Las implicaciones de mediano plazo
Lo que está en juego no es solo el precio del petróleo de hoy, sino el costo de la incertidumbre permanente. Los mercados de energía funcionan con expectativas. Si los inversores, las aseguradoras y los transportistas creen que existe riesgo real de que el Estrecho de Ormuz sea bloqueado o severamente restringido, incorporan un "premio de riesgo" a todos los precios. Ese premio es invisible en un contrato de petróleo, pero muy visible en tu cuenta de servicios.
Para países importadores de petróleo como México, Argentina, o la mayoría de América Latina, una restricción en el Estrecho de Ormuz tiene efectos en cascada: energía más cara, transporte más caro, inflación de alimentos y bienes de consumo. Para gobiernos que ya luchan con déficits fiscales, cada dólar de petróleo extra que deben pagar es presupuesto que no pueden dedicar a salud, educación o infraestructura.
Para Irán, esta reclamación es también una herramienta política. En un contexto de sanciones occidentales, presión militar en la región, y aislamiento parcial del sistema financiero global, el control del Estrecho de Ormuz es uno de los pocos activos de negociación que tiene. No está diciendo "cerraremos el Estrecho". Está diciendo "podríamos, y ustedes lo saben".
Lo que falta saber
La pregunta pendiente es si esta es una posición negociadora o una nueva realidad. Los Guardianes de la Revolución tienen una flota de bases costeras, lanchas de ataque rápido, y misiles capaces de alcanzar barcos en el Estrecho. Pero bloquear completamente una de las rutas marítimas más transitadas del mundo generaría una respuesta internacional masiva.

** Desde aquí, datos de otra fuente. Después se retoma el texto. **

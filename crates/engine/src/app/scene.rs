use std::ops::{Add, Mul, Sub};

use serde::{Deserialize, Serialize};

use super::input::{ActionStates, InputAction};
use super::registry::{ComponentSet, Registry};

#[derive(Debug, Clone, Copy, PartialEq, Eq)]
pub enum SceneCommand {
    None,
    Exit,
}

#[derive(Debug, Clone, Copy, Default, PartialEq)]
pub struct InputSnapshot {
    quit_requested: bool,
    actions: ActionStates,
    pointer_position: Option<Vec2>,
    pointer_down: bool,
    pointer_pressed: bool,
    pointer_released: bool,
}

impl InputSnapshot {
    pub fn empty() -> Self {
        Self::default()
    }

    pub(crate) fn new(
        quit_requested: bool,
        actions: ActionStates,
        pointer_position: Option<Vec2>,
        pointer_down: bool,
        pointer_pressed: bool,
        pointer_released: bool,
    ) -> Self {
        Self {
            quit_requested,
            actions,
            pointer_position,
            pointer_down,
            pointer_pressed,
            pointer_released,
        }
    }

    pub fn quit_requested(&self) -> bool {
        self.quit_requested
    }

    pub fn is_down(&self, action: InputAction) -> bool {
        self.actions.is_down(action)
    }

    pub fn just_pressed(&self, action: InputAction) -> bool {
        self.actions.just_pressed(action)
    }

    pub fn with_action_pressed(mut self, action: InputAction) -> Self {
        self.actions.set(action, true);
        self.actions.set_pressed_edge(action, true);
        self
    }

    pub fn with_pointer_position(mut self, pointer_position: Option<Vec2>) -> Self {
        self.pointer_position = pointer_position;
        self
    }

    pub fn with_pointer_down(mut self, pointer_down: bool) -> Self {
        self.pointer_down = pointer_down;
        self
    }

    pub fn with_pointer_pressed(mut self, pointer_pressed: bool) -> Self {
        self.pointer_pressed = pointer_pressed;
        if pointer_pressed {
            self.pointer_down = true;
        }
        self
    }

    pub fn with_pointer_released(mut self, pointer_released: bool) -> Self {
        self.pointer_released = pointer_released;
        if pointer_released {
            self.pointer_down = false;
        }
        self
    }

    pub fn pointer_position(&self) -> Option<Vec2> {
        self.pointer_position
    }

    pub fn pointer_down(&self) -> bool {
        self.pointer_down
    }

    pub fn pointer_pressed(&self) -> bool {
        self.pointer_pressed
    }

    pub fn pointer_released(&self) -> bool {
        self.pointer_released
    }
}

#[derive(Debug, Clone, Copy, Default, PartialEq, Serialize, Deserialize)]
pub struct Vec2 {
    pub x: f32,
    pub y: f32,
}

impl Vec2 {
    pub const ZERO: Vec2 = Vec2 { x: 0.0, y: 0.0 };

    pub const fn new(x: f32, y: f32) -> Self {
        Self { x, y }
    }

    pub fn distance_sq(self, other: Vec2) -> f32 {
        let dx = other.x - self.x;
        let dy = other.y - self.y;
        dx * dx + dy * dy
    }
}

impl Add for Vec2 {
    type Output = Vec2;

    fn add(self, rhs: Vec2) -> Vec2 {
        Vec2::new(self.x + rhs.x, self.y + rhs.y)
    }
}

impl Sub for Vec2 {
    type Output = Vec2;

    fn sub(self, rhs: Vec2) -> Vec2 {
        Vec2::new(self.x - rhs.x, self.y - rhs.y)
    }
}

impl Mul<f32> for Vec2 {
    type Output = Vec2;

    fn mul(self, rhs: f32) -> Vec2 {
        Vec2::new(self.x * rhs, self.y * rhs)
    }
}

pub trait Scene {
    type Components: ComponentSet;

    fn load(&mut self, world: &mut Registry<Self::Components>);
    fn update(
        &mut self,
        fixed_dt_seconds: f32,
        input: &InputSnapshot,
        world: &mut Registry<Self::Components>,
    ) -> SceneCommand;
    fn unload(&mut self, world: &mut Registry<Self::Components>);
    fn debug_title(&self, _world: &Registry<Self::Components>) -> Option<String> {
        None
    }
}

Lo más probable, en términos económicos, es que Irán use esta capacidad de manera selectiva y calibrada: inspecciones más estrictas, demoras en la navegación, o presión sobre barcos de ciertos países. Eso es suficiente para crear fricción en los mercados sin provocar una respuesta militar directa.
Mientras tanto, todos pagamos más por gasolina, energía eléctrica y comida. Eso es lo que significa cuando un país reclama control de un cuello de botella económico mundial. No es una noticia abstracta de relaciones internacionales. Es dinero que sale de tus bolsillos.